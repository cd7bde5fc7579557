//! Unauthenticated `/auth/*` endpoints.
//!
//! Login and refresh seed and renew the session credentials. The remaining
//! calls back the registration and account recovery screens and only ever
//! return an acknowledgement.

use std::time::Duration;

use async_trait::async_trait;
use reqwest::{header, Client};
use serde::{de::DeserializeOwned, Serialize};
use tracing::debug;

use super::types::{Ack, LoginRequest, LoginResponse, RefreshRequest, RegisterRequest, TokenPair};
use super::ApiError;

const LOGIN_PATH: &str = "/auth/login";
const REFRESH_PATH: &str = "/auth/refresh";
const REGISTER_PATH: &str = "/auth/register";
const VERIFY_OTP_PATH: &str = "/auth/verify-otp";
const RESEND_OTP_PATH: &str = "/auth/resend-otp";
const VERIFY_EMAIL_PATH: &str = "/auth/verify-email";
const FORGOT_PASSWORD_PATH: &str = "/auth/forgot-password";
const RESET_PASSWORD_PATH: &str = "/auth/reset-password";

/// Exchanges a refresh token for a fresh token pair.
///
/// `AuthApi` is the production implementation; the session layer only
/// depends on this trait so refresh behaviour can be driven by fakes.
#[async_trait]
pub trait RefreshBackend: Send + Sync {
    async fn refresh(&self, refresh_token: &str) -> Result<TokenPair, ApiError>;
}

/// Join a base URL and an endpoint path with exactly one slash between them.
pub(crate) fn join_url(base_url: &str, path: &str) -> String {
    format!(
        "{}/{}",
        base_url.trim_end_matches('/'),
        path.trim_start_matches('/')
    )
}

/// Client for the authentication endpoints.
/// Clone is cheap - reqwest::Client uses Arc internally for connection pooling.
#[derive(Clone)]
pub struct AuthApi {
    client: Client,
    base_url: String,
}

impl AuthApi {
    pub fn new(base_url: impl Into<String>, timeout: Duration) -> Result<Self, ApiError> {
        let client = Client::builder().timeout(timeout).build()?;
        Ok(Self::with_client(client, base_url))
    }

    /// Build on an existing client, sharing its connection pool.
    pub fn with_client(client: Client, base_url: impl Into<String>) -> Self {
        Self {
            client,
            base_url: base_url.into(),
        }
    }

    pub fn base_url(&self) -> &str {
        &self.base_url
    }

    /// Check if response is successful, returning an error with body if not.
    async fn check_response(response: reqwest::Response) -> Result<reqwest::Response, ApiError> {
        if response.status().is_success() {
            Ok(response)
        } else {
            let status = response.status();
            let body = response.text().await.unwrap_or_default();
            Err(ApiError::from_status(status, &body))
        }
    }

    async fn post_json<B: Serialize, T: DeserializeOwned>(
        &self,
        path: &str,
        body: &B,
    ) -> Result<T, ApiError> {
        let url = join_url(&self.base_url, path);
        debug!(url = %url, "POST");

        let response = self
            .client
            .post(&url)
            .header(header::ACCEPT, "application/json")
            .json(body)
            .send()
            .await?;

        let response = Self::check_response(response).await?;
        let text = response.text().await?;
        Ok(serde_json::from_str(&text)?)
    }

    /// Like `post_json`, but tolerates an empty body.
    async fn post_ack<B: Serialize>(&self, path: &str, body: &B) -> Result<Ack, ApiError> {
        let url = join_url(&self.base_url, path);
        debug!(url = %url, "POST");

        let response = self
            .client
            .post(&url)
            .header(header::ACCEPT, "application/json")
            .json(body)
            .send()
            .await?;
        let response = Self::check_response(response).await?;
        let text = response.text().await?;
        if text.trim().is_empty() {
            return Ok(Ack::default());
        }
        Ok(serde_json::from_str(&text)?)
    }

    /// Authenticate with email and password
    pub async fn login(&self, email: &str, password: &str) -> Result<LoginResponse, ApiError> {
        self.post_json(LOGIN_PATH, &LoginRequest { email, password })
            .await
    }

    /// Exchange a refresh token for a new access/refresh pair.
    /// Any non-2xx response is a refresh failure.
    pub async fn refresh_tokens(&self, refresh_token: &str) -> Result<TokenPair, ApiError> {
        self.post_json(REFRESH_PATH, &RefreshRequest { refresh_token })
            .await
    }

    pub async fn register(&self, request: &RegisterRequest) -> Result<Ack, ApiError> {
        self.post_ack(REGISTER_PATH, request).await
    }

    pub async fn verify_otp(&self, email: &str, otp: &str) -> Result<Ack, ApiError> {
        self.post_ack(VERIFY_OTP_PATH, &serde_json::json!({ "email": email, "otp": otp }))
            .await
    }

    pub async fn resend_otp(&self, email: &str) -> Result<Ack, ApiError> {
        self.post_ack(RESEND_OTP_PATH, &serde_json::json!({ "email": email }))
            .await
    }

    pub async fn verify_email(&self, token: &str) -> Result<Ack, ApiError> {
        self.post_ack(VERIFY_EMAIL_PATH, &serde_json::json!({ "token": token }))
            .await
    }

    pub async fn forgot_password(&self, email: &str) -> Result<Ack, ApiError> {
        self.post_ack(FORGOT_PASSWORD_PATH, &serde_json::json!({ "email": email }))
            .await
    }

    pub async fn reset_password(&self, token: &str, new_password: &str) -> Result<Ack, ApiError> {
        self.post_ack(
            RESET_PASSWORD_PATH,
            &serde_json::json!({ "token": token, "password": new_password }),
        )
        .await
    }
}

#[async_trait]
impl RefreshBackend for AuthApi {
    async fn refresh(&self, refresh_token: &str) -> Result<TokenPair, ApiError> {
        self.refresh_tokens(refresh_token).await
    }
}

══════════════════════════════

▸ **What the task requires**:
Search the data above for the word "const". Copy each line it is in.

▸ **Response box**:
const LOGIN_PATH: &str = "/auth/login";
const REFRESH_PATH: &str = "/auth/refresh";
const REGISTER_PATH: &str = "/auth/register";
const VERIFY_OTP_PATH: &str = "/auth/verify-otp";
const RESEND_OTP_PATH: &str = "/auth/resend-otp";
const VERIFY_EMAIL_PATH: &str = "/auth/verify-email";
const FORGOT_PASSWORD_PATH: &str = "/auth/forgot-password";
const RESET_PASSWORD_PATH: &str = "/auth/reset-password";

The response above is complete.